[Records contained in a dataset]
————————

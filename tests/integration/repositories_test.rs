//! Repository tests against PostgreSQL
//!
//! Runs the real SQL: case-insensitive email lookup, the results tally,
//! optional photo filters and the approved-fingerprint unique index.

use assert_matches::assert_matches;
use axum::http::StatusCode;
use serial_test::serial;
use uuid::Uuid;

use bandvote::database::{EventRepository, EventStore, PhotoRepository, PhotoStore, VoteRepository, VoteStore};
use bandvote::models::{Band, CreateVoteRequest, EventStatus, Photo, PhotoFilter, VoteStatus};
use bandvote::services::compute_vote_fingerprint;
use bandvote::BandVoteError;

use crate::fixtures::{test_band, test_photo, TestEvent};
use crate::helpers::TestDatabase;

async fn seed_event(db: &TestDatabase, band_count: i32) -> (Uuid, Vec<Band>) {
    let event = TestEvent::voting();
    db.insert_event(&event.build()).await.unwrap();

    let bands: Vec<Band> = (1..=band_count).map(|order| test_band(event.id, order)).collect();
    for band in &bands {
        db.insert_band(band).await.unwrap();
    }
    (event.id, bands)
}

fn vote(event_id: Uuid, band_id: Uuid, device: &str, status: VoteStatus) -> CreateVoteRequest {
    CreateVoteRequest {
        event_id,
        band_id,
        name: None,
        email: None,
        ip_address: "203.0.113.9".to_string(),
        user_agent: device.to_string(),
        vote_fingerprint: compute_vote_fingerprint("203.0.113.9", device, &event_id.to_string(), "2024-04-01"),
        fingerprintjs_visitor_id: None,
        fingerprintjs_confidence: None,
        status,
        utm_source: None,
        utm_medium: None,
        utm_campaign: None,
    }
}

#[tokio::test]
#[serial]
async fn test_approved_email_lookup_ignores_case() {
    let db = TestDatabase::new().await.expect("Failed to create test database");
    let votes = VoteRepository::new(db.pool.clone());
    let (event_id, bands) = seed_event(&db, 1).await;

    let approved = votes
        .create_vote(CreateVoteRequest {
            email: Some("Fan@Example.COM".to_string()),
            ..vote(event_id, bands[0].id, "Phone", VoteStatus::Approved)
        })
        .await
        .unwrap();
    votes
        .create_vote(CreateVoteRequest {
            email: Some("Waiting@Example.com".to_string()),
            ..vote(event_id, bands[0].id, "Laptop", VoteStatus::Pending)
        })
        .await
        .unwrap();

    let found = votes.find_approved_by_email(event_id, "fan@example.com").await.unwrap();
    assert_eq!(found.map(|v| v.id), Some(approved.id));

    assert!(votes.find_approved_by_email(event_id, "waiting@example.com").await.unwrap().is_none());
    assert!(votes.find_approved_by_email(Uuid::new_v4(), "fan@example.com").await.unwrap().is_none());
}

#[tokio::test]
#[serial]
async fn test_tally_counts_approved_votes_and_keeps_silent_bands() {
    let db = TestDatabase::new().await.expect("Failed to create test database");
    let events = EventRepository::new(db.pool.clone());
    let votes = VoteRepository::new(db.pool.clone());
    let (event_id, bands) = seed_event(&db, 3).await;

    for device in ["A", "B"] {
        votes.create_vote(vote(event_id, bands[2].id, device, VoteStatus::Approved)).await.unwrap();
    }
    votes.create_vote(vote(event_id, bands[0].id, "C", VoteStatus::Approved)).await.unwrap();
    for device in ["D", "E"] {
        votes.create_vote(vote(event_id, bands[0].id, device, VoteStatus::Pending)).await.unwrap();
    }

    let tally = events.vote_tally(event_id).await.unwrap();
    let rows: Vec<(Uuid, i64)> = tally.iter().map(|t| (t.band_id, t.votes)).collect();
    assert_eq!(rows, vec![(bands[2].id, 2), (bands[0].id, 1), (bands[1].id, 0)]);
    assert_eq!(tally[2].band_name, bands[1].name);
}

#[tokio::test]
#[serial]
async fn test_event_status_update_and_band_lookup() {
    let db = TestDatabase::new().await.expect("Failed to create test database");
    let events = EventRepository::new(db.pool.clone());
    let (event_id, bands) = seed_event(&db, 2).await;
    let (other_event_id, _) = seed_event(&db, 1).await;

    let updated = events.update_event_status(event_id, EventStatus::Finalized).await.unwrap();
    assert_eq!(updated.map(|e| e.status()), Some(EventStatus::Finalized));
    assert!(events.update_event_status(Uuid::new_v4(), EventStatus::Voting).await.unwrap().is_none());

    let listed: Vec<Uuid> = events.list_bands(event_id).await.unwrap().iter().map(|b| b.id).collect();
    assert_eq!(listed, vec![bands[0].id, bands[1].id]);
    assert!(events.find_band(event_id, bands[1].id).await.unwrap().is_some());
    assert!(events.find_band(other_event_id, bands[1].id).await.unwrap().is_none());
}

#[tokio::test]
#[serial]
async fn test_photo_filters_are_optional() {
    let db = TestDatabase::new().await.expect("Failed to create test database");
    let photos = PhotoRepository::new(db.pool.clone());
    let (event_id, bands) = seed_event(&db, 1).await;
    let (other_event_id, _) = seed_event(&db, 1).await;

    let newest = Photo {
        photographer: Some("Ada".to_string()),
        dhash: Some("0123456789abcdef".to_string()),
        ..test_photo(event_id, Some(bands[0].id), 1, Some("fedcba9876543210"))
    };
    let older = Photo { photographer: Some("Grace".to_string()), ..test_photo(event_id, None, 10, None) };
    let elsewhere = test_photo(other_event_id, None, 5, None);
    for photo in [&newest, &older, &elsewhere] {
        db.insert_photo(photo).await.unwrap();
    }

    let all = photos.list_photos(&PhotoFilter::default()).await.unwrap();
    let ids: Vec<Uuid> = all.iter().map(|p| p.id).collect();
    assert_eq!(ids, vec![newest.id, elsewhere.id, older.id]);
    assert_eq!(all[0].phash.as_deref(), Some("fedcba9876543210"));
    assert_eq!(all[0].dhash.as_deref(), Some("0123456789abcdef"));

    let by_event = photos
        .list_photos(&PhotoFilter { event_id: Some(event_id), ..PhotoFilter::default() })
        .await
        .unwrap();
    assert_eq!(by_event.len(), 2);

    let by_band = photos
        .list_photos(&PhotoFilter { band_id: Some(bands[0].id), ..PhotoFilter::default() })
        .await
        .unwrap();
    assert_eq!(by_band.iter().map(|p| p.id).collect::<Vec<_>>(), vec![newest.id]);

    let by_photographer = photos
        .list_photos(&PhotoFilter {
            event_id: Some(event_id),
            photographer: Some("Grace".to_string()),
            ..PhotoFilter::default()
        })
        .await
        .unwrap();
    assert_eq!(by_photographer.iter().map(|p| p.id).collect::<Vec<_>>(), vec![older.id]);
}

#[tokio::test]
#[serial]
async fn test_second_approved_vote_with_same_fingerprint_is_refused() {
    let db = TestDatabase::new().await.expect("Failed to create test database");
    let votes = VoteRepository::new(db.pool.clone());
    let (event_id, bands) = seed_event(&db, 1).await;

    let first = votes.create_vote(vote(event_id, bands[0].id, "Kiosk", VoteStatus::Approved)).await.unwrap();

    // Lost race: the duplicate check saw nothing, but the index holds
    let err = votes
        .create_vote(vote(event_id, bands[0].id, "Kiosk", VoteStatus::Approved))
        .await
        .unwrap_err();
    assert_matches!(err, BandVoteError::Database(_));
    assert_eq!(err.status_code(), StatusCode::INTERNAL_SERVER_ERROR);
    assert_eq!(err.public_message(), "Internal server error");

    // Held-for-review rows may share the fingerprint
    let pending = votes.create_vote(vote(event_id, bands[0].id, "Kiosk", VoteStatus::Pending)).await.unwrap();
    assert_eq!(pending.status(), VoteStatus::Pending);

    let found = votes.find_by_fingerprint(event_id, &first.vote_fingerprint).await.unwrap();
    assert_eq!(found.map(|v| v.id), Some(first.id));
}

————————

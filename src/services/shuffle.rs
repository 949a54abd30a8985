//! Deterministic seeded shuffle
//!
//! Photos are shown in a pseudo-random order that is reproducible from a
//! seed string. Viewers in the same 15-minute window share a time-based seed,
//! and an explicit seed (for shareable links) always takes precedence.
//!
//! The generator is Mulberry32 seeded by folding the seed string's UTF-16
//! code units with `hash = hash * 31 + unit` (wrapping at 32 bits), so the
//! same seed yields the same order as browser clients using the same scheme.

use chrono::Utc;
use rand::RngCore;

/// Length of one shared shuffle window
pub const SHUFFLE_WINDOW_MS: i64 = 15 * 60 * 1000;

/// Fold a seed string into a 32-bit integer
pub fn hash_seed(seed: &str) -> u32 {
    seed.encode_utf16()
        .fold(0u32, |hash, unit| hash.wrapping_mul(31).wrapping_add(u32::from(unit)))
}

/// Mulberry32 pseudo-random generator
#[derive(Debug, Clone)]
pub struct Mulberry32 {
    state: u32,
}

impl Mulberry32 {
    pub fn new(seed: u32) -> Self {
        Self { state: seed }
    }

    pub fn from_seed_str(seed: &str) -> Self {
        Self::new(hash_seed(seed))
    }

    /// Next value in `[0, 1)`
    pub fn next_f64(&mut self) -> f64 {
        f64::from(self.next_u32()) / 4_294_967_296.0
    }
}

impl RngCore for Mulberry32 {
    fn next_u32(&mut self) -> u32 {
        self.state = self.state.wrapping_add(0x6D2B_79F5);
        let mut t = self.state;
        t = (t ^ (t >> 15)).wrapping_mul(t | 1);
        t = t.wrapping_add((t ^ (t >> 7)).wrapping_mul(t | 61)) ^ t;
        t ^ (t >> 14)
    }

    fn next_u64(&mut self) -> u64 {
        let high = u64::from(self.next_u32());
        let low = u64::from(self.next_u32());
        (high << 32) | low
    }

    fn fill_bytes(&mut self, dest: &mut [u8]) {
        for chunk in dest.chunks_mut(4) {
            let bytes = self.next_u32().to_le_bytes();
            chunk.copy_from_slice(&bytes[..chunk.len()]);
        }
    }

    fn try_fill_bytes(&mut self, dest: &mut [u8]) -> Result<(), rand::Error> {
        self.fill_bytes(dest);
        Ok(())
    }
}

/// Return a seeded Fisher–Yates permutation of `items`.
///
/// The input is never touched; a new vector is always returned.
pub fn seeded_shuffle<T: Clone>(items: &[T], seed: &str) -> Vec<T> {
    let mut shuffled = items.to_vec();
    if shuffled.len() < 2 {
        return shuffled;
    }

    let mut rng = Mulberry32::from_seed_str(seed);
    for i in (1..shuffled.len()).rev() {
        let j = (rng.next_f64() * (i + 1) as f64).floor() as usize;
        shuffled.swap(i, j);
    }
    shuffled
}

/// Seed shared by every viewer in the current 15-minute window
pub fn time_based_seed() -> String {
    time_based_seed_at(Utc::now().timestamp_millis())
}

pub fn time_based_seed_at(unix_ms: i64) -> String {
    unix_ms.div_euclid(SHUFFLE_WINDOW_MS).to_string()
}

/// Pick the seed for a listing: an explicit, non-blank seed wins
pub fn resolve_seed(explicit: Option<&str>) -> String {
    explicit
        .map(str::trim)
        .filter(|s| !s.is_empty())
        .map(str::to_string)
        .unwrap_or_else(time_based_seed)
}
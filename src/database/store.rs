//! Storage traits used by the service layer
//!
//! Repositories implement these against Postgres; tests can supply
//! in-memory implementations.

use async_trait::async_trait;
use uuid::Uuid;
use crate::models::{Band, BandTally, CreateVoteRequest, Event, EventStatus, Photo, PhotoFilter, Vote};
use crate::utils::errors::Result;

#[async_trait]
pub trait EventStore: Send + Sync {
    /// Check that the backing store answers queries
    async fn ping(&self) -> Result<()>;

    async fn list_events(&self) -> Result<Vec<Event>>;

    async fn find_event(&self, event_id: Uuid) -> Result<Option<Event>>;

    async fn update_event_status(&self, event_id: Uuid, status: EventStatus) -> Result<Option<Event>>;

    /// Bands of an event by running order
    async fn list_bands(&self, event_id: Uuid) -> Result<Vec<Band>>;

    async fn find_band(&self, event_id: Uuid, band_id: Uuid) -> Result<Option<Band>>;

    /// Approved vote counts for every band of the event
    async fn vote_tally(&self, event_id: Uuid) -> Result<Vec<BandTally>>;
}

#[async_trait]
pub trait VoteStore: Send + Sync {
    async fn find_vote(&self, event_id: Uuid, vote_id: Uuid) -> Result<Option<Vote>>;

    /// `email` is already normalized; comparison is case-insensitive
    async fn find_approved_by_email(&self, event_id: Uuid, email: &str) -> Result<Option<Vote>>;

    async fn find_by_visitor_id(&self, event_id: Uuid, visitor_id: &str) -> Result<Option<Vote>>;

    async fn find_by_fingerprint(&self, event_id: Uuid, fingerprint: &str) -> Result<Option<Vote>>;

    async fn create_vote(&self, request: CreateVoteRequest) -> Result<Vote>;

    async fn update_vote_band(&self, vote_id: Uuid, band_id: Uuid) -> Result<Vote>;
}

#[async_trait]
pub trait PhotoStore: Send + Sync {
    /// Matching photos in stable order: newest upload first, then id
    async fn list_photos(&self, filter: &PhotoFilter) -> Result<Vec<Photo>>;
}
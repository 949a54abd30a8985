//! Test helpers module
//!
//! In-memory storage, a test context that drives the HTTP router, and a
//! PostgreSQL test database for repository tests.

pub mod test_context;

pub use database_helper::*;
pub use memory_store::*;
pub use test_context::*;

————————

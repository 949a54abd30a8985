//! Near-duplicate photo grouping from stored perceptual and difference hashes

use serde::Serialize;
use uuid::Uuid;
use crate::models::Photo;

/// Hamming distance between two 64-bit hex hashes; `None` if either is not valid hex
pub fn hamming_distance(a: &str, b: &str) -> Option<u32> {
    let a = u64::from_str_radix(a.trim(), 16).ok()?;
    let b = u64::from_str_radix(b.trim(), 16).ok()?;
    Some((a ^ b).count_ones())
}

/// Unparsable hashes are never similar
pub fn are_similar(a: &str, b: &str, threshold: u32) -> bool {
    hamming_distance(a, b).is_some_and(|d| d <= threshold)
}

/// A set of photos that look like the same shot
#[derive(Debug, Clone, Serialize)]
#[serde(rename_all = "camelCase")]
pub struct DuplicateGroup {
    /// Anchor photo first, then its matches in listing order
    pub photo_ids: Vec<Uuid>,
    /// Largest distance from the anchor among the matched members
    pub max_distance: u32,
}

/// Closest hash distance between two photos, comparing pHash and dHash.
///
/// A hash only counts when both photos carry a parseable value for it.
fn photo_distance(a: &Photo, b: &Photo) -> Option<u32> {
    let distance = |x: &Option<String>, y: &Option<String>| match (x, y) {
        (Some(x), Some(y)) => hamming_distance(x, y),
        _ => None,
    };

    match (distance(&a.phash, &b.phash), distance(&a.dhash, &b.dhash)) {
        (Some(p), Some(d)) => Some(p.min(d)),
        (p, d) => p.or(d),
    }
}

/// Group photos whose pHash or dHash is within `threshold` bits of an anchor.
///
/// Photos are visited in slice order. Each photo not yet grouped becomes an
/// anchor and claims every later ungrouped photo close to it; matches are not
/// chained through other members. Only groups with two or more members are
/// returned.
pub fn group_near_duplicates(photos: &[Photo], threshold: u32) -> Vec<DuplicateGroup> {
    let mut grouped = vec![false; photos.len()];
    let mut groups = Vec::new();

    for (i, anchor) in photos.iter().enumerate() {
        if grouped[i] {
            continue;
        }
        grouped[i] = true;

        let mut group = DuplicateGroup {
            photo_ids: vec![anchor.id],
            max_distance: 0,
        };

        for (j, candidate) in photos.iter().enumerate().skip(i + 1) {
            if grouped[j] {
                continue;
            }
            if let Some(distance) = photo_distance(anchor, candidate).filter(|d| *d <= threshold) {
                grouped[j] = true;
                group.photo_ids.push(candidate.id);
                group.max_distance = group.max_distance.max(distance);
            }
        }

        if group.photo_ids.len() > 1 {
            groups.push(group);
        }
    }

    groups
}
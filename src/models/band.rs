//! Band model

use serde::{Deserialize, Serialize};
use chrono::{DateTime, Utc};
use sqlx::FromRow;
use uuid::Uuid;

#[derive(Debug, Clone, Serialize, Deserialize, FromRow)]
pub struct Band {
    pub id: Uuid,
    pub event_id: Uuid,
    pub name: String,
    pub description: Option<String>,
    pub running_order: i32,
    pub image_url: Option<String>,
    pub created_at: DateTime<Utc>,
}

————————

**Aim of the exercise**
Read the entries above, then pull out the lines that include "every".

**Result**
/// Seed shared by every viewer in the current 15-minute window
    /// Approved vote counts for every band of the event
/// anchor and claims every later ungrouped photo close to it; matches are not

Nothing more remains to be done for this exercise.